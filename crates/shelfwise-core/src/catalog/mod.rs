//! Catalog abstraction for Shelfwise.
//!
//! The [`Catalog`] trait is the one query the recommendation pipeline
//! needs from storage: filter by media facets, keep rows matching any
//! include pattern, drop rows matching any exclude pattern, newest first.
//! Backends are pluggable (SQLite in the application, in-memory here).
//!
//! Implementations must be `Send + Sync` to work with async runtimes.

pub mod memory;

use anyhow::Result;
use async_trait::async_trait;

use crate::models::{MediaFormat, MediaRow, MediaType};
use crate::patterns::like_matches;

/// Row fields searched by include patterns.
pub const INCLUDE_FIELDS: [SearchField; 5] = [
    SearchField::Title,
    SearchField::Description,
    SearchField::Genre,
    SearchField::Subject,
    SearchField::Creator,
];

/// Row fields checked by exclude patterns. Title and creator are left
/// out so a name collision cannot hide a whole author.
pub const EXCLUDE_FIELDS: [SearchField; 3] = [
    SearchField::Description,
    SearchField::Genre,
    SearchField::Subject,
];

#[derive(Debug, Clone, Copy, PartialEq, Eq)]
pub enum SearchField {
    Title,
    Description,
    Genre,
    Subject,
    Creator,
}

impl SearchField {
    /// Column name in the `media` table.
    pub fn column(&self) -> &'static str {
        match self {
            Self::Title => "title",
            Self::Description => "description",
            Self::Genre => "genre",
            Self::Subject => "subject",
            Self::Creator => "creator",
        }
    }

    pub fn value<'a>(&self, row: &'a MediaRow) -> Option<&'a str> {
        match self {
            Self::Title => Some(&row.title),
            Self::Description => row.description.as_deref(),
            Self::Genre => row.genre.as_deref(),
            Self::Subject => row.subject.as_deref(),
            Self::Creator => Some(&row.creator),
        }
    }
}

/// One catalog lookup.
#[derive(Debug, Clone, PartialEq, Default)]
pub struct CatalogQuery {
    pub media_type: Option<MediaType>,
    pub media_format: Option<MediaFormat>,
    /// OR-ed: a row matches if any pattern matches any [`INCLUDE_FIELDS`]
    /// field. Empty means no keyword constraint.
    pub include_patterns: Vec<String>,
    /// AND-of-NOT over [`EXCLUDE_FIELDS`]. A missing field never matches.
    pub exclude_patterns: Vec<String>,
    pub limit: usize,
}

impl CatalogQuery {
    /// Whether `row` satisfies every constraint except the limit.
    pub fn matches(&self, row: &MediaRow) -> bool {
        if let Some(media_type) = self.media_type {
            if row.media_type != media_type.as_str() {
                return false;
            }
        }
        if let Some(media_format) = self.media_format {
            if row.media_format != media_format.as_str() {
                return false;
            }
        }

        let included = self.include_patterns.is_empty()
            || self
                .include_patterns
                .iter()
                .any(|p| any_field_matches(p, row, &INCLUDE_FIELDS));
        let excluded = self
            .exclude_patterns
            .iter()
            .any(|p| any_field_matches(p, row, &EXCLUDE_FIELDS));

        included && !excluded
    }
}

fn any_field_matches(pattern: &str, row: &MediaRow, fields: &[SearchField]) -> bool {
    fields
        .iter()
        .filter_map(|f| f.value(row))
        .any(|text| like_matches(pattern, text))
}

/// Abstract catalog backend.
///
/// Results are ordered by `published_at` descending with undated rows
/// last; rows with equal dates keep store order. At most `query.limit`
/// rows are returned.
#[async_trait]
pub trait Catalog: Send + Sync {
    async fn query(&self, query: &CatalogQuery) -> Result<Vec<MediaRow>>;
}


#[cfg(test)]
mod tests {
    use super::fixtures::row;
    use super::*;

    #[test]
    fn include_patterns_are_or_across_fields() {
        let mut r = row("1", "Whiskers", None);
        r.genre = Some("Cozy Mystery".into());
        let query = CatalogQuery {
            include_patterns: vec!["%dragons%".into(), "%mystery%".into()],
            limit: 10,
            ..Default::default()
        };
        assert!(query.matches(&r));
    }

    #[test]
    fn exclude_ignores_title_and_missing_fields() {
        let r = row("1", "Gory Tales", None);
        let query = CatalogQuery {
            exclude_patterns: vec!["%gory%".into()],
            limit: 10,
            ..Default::default()
        };
        assert!(query.matches(&r));

        let mut r = r;
        r.description = Some("Very gory.".into());
        assert!(!query.matches(&r));
    }

    #[test]
    fn facet_filters_are_equality() {
        let r = row("1", "Anything", None);
        let query = CatalogQuery {
            media_type: Some(MediaType::Video),
            limit: 10,
            ..Default::default()
        };
        assert!(!query.matches(&r));
    }
}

━━━━━━━━

WHAT TO PRODUCE –
Transcribe the full listing. Change nothing.

YOUR SOLUTION –
filename crates/shelfwise-core/src/catalog/mod.rs
//! Catalog abstraction for Shelfwise.
//!
//! The [`Catalog`] trait is the one query the recommendation pipeline
//! needs from storage: filter by media facets, keep rows matching any
//! include pattern, drop rows matching any exclude pattern, newest first.
//! Backends are pluggable (SQLite in the application, in-memory here).
//!
//! Implementations must be `Send + Sync` to work with async runtimes.

pub mod memory;

use anyhow::Result;
use async_trait::async_trait;

use crate::models::{MediaFormat, MediaRow, MediaType};
use crate::patterns::like_matches;

/// Row fields searched by include patterns.
pub const INCLUDE_FIELDS: [SearchField; 5] = [
    SearchField::Title,
    SearchField::Description,
    SearchField::Genre,
    SearchField::Subject,
    SearchField::Creator,
];

/// Row fields checked by exclude patterns. Title and creator are left
/// out so a name collision cannot hide a whole author.
pub const EXCLUDE_FIELDS: [SearchField; 3] = [
    SearchField::Description,
    SearchField::Genre,
    SearchField::Subject,
];

#[derive(Debug, Clone, Copy, PartialEq, Eq)]
pub enum SearchField {
    Title,
    Description,
    Genre,
    Subject,
    Creator,
}

impl SearchField {
    /// Column name in the `media` table.
    pub fn column(&self) -> &'static str {
        match self {
            Self::Title => "title",
            Self::Description => "description",
            Self::Genre => "genre",
            Self::Subject => "subject",
            Self::Creator => "creator",
        }
    }

    pub fn value<'a>(&self, row: &'a MediaRow) -> Option<&'a str> {
        match self {
            Self::Title => Some(&row.title),
            Self::Description => row.description.as_deref(),
            Self::Genre => row.genre.as_deref(),
            Self::Subject => row.subject.as_deref(),
            Self::Creator => Some(&row.creator),
        }
    }
}

/// One catalog lookup.
#[derive(Debug, Clone, PartialEq, Default)]
pub struct CatalogQuery {
    pub media_type: Option<MediaType>,
    pub media_format: Option<MediaFormat>,
    /// OR-ed: a row matches if any pattern matches any [`INCLUDE_FIELDS`]
    /// field. Empty means no keyword constraint.
    pub include_patterns: Vec<String>,
    /// AND-of-NOT over [`EXCLUDE_FIELDS`]. A missing field never matches.
    pub exclude_patterns: Vec<String>,
    pub limit: usize,
}

impl CatalogQuery {
    /// Whether `row` satisfies every constraint except the limit.
    pub fn matches(&self, row: &MediaRow) -> bool {
        if let Some(media_type) = self.media_type {
            if row.media_type != media_type.as_str() {
                return false;
            }
        }
        if let Some(media_format) = self.media_format {
            if row.media_format != media_format.as_str() {
                return false;
            }
        }

        let included = self.include_patterns.is_empty()
            || self
                .include_patterns
                .iter()
                .any(|p| any_field_matches(p, row, &INCLUDE_FIELDS));
        let excluded = self
            .exclude_patterns
            .iter()
            .any(|p| any_field_matches(p, row, &EXCLUDE_FIELDS));

        included && !excluded
    }
}

fn any_field_matches(pattern: &str, row: &MediaRow, fields: &[SearchField]) -> bool {
    fields
        .iter()
        .filter_map(|f| f.value(row))
        .any(|text| like_matches(pattern, text))
}

/// Abstract catalog backend.
///
/// Results are ordered by `published_at` descending with undated rows
/// last; rows with equal dates keep store order. At most `query.limit`
/// rows are returned.
#[async_trait]
pub trait Catalog: Send + Sync {
    async fn query(&self, query: &CatalogQuery) -> Result<Vec<MediaRow>>;
}


#[cfg(test)]
mod tests {
    use super::fixtures::row;
    use super::*;

    #[test]
    fn include_patterns_are_or_across_fields() {
        let mut r = row("1", "Whiskers", None);
        r.genre = Some("Cozy Mystery".into());
        let query = CatalogQuery {
            include_patterns: vec!["%dragons%".into(), "%mystery%".into()],
            limit: 10,
            ..Default::default()
        };
        assert!(query.matches(&r));
    }

    #[test]
    fn exclude_ignores_title_and_missing_fields() {
        let r = row("1", "Gory Tales", None);
        let query = CatalogQuery {
            exclude_patterns: vec!["%gory%".into()],
            limit: 10,
            ..Default::default()
        };
        assert!(query.matches(&r));

        let mut r = r;
        r.description = Some("Very gory.".into());
        assert!(!query.matches(&r));
    }

    #[test]
    fn facet_filters_are_equality() {
        let r = row("1", "Anything", None);
        let query = CatalogQuery {
            media_type: Some(MediaType::Video),
            limit: 10,
            ..Default::default()
        };
        assert!(!query.matches(&r));
    }
}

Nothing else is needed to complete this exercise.